The last day of trading of the Fund’s shares on NYSE Arca (“NYSE”) will be May 14, 2024 (the “Closing Date”), which will also be the last day the Fund will accept orders for new creation units or redemption orders from authorized participants (as defined in the Prospectus and Statement of Additional Information). Shareholders may sell their holdings in the Fund in the secondary market until the end of the trading day on the Closing Date and customary brokerage charges may apply to these transactions. On or around the Closing Date, the Fund is expected to deviate from its stated investment strategies and will no longer be managed to meet its investment objective.
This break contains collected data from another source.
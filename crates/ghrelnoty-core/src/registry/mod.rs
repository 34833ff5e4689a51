//! Kind-keyed adapter registry
//!
//! The registry maps each [`ReleaseSourceKind`] and [`ChannelKind`] to the
//! factory that builds it. Configuration is dispatched on those closed enums
//! rather than on runtime type inspection.
//!
//! ## Usage
//!
//! ```rust,ignore
//! use ghrelnoty_core::Registry;
//!
//! let mut registry = Registry::new();
//! ghrelnoty_source_github::register(&mut registry);
//! ghrelnoty_channel_smtp::register(&mut registry);
//!
//! let sources = registry.create_sources(&config.sources)?;
//! let channels = registry.create_channels(&config.destinations)?;
//! ```
//!
//! ## Registration
//!
//! Adapter crates expose a `register` function:
//!
//! ```rust,ignore
//! pub fn register(registry: &mut Registry) {
//!     registry.register_source(ReleaseSourceKind::Github, Box::new(GithubFactory));
//! }
//! ```

use std::collections::{BTreeMap, HashMap};

use crate::config::{ChannelConfig, ChannelKind, ReleaseSourceConfig, ReleaseSourceKind};
use crate::coordinator::{ChannelMap, SourceMap};
use crate::error::{Error, Result};
use crate::traits::{
    NotificationChannel, NotificationChannelFactory, ReleaseSource, ReleaseSourceFactory,
};

/// Registry of release source and notification channel factories
///
/// Registration happens once at startup, before any lookup, so the registry
/// is built through `&mut self` and read through `&self`.
#[derive(Default)]
pub struct Registry {
    sources: HashMap<ReleaseSourceKind, Box<dyn ReleaseSourceFactory>>,
    channels: HashMap<ChannelKind, Box<dyn NotificationChannelFactory>>,
}

impl Registry {
    /// Create a new empty registry
    pub fn new() -> Self {
        Self::default()
    }

    /// Register a release source factory, replacing any previous one
    pub fn register_source(
        &mut self,
        kind: ReleaseSourceKind,
        factory: Box<dyn ReleaseSourceFactory>,
    ) {
        self.sources.insert(kind, factory);
    }

    /// Register a notification channel factory, replacing any previous one
    pub fn register_channel(
        &mut self,
        kind: ChannelKind,
        factory: Box<dyn NotificationChannelFactory>,
    ) {
        self.channels.insert(kind, factory);
    }

    /// Create a release source from configuration
    ///
    /// # Returns
    ///
    /// - `Ok(Box<dyn ReleaseSource>)`: Created source instance
    /// - `Err(Error)`: If the kind is not registered or creation fails
    pub fn create_source(&self, config: &ReleaseSourceConfig) -> Result<Box<dyn ReleaseSource>> {
        let kind = config.kind();
        let factory = self
            .sources
            .get(&kind)
            .ok_or_else(|| Error::config(format!("Unknown release source type: {}", kind)))?;

        factory.create(config)
    }

    /// Create a notification channel from configuration
    pub fn create_channel(&self, config: &ChannelConfig) -> Result<Box<dyn NotificationChannel>> {
        let kind = config.kind();
        let factory = self
            .channels
            .get(&kind)
            .ok_or_else(|| Error::config(format!("Unknown destination type: {}", kind)))?;

        factory.create(config)
    }

    /// Build every configured source, keyed by kind
    pub fn create_sources(&self, configs: &[ReleaseSourceConfig]) -> Result<SourceMap> {
        let mut sources = SourceMap::new();
        for config in configs {
            let kind = config.kind();
            if sources.contains_key(&kind) {
                return Err(Error::config(format!(
                    "Release source '{}' configured more than once",
                    kind
                )));
            }
            sources.insert(kind, self.create_source(config)?);
        }
        Ok(sources)
    }

    /// Build every configured channel, keyed by destination name
    pub fn create_channels(&self, configs: &BTreeMap<String, ChannelConfig>) -> Result<ChannelMap> {
        let mut channels = ChannelMap::new();
        for (name, config) in configs {
            let channel = self
                .create_channel(config)
                .map_err(|e| Error::config(format!("Destination '{}': {}", name, e)))?;
            channels.insert(name.clone(), channel);
        }
        Ok(channels)
    }

    /// Registered source kinds, sorted
    pub fn source_kinds(&self) -> Vec<ReleaseSourceKind> {
        let mut kinds: Vec<_> = self.sources.keys().copied().collect();
        kinds.sort();
        kinds
    }

    /// Registered channel kinds, sorted
    pub fn channel_kinds(&self) -> Vec<ChannelKind> {
        let mut kinds: Vec<_> = self.channels.keys().copied().collect();
        kinds.sort();
        kinds
    }

    pub fn has_source(&self, kind: ReleaseSourceKind) -> bool {
        self.sources.contains_key(&kind)
    }

    pub fn has_channel(&self, kind: ChannelKind) -> bool {
        self.channels.contains_key(&kind)
    }
}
From the Closing Date, through the Liquidation Date, shareholders may only be able to sell their shares to certain broker-dealers and there is no assurance that there will be a market for the Fund's shares during this time period. The Fund is expected to cease operations, liquidate its assets, and distribute the liquidation proceeds to shareholders of record on the Liquidation Date.

 

Any person holding shares in the Fund on the Liquidation Date will receive a cash redemption amount representing his or her proportionate interest in the net assets of the Fund as of the Liquidation Date, subject to any required withholdings such as charges, taxes, expenses and liabilities (“Liquidating Distribution”). Such Liquidating Distribution received by a shareholder of record may be in an amount that is greater or less than the amount a shareholder might receive if they dispose of their shares on the NYSE prior to market close on May 24, 2024. Additionally, the Fund must declare and distribute to shareholders any realized capital gains and all net investment income. Shareholders remaining in the Fund on the Liquidation Date will not be charged any transaction fees by the Fund. Once the distribution is complete, the Fund will terminate. Unless your investment in the Fund is through a tax-deferred retirement account, you will recognize gain or loss for federal income tax purposes (and for most state and local income tax purposes) on a redemption of your shares, upon the final Liquidating Distribution by the Fund, based on the difference between the amount you receive and your tax basis in your shares. The Fund may make one or more distributions of income and/or net capital gains on or prior to the Liquidation Date, in order to eliminate Fund-level taxes. Please refer to the “Dividends, Distributions and Taxes” section in the Prospectus for general information. You may wish to consult your tax advisor about your particular situation. Plan sponsors or plan administrative agents should notify participants that the Fund is liquidating and should provide information about alternative investment options.

 

 
 

ANY SHAREHOLDERS WHO HAVE NOT SOLD THEIR SHARES OF THE FUND IN THE SECONDARY MARKET PRIOR TO THE CLOSING DATE WILL HAVE THEIR SHARES AUTOMATICALLY REDEEMED AS OF THE LIQUIDATION DATE.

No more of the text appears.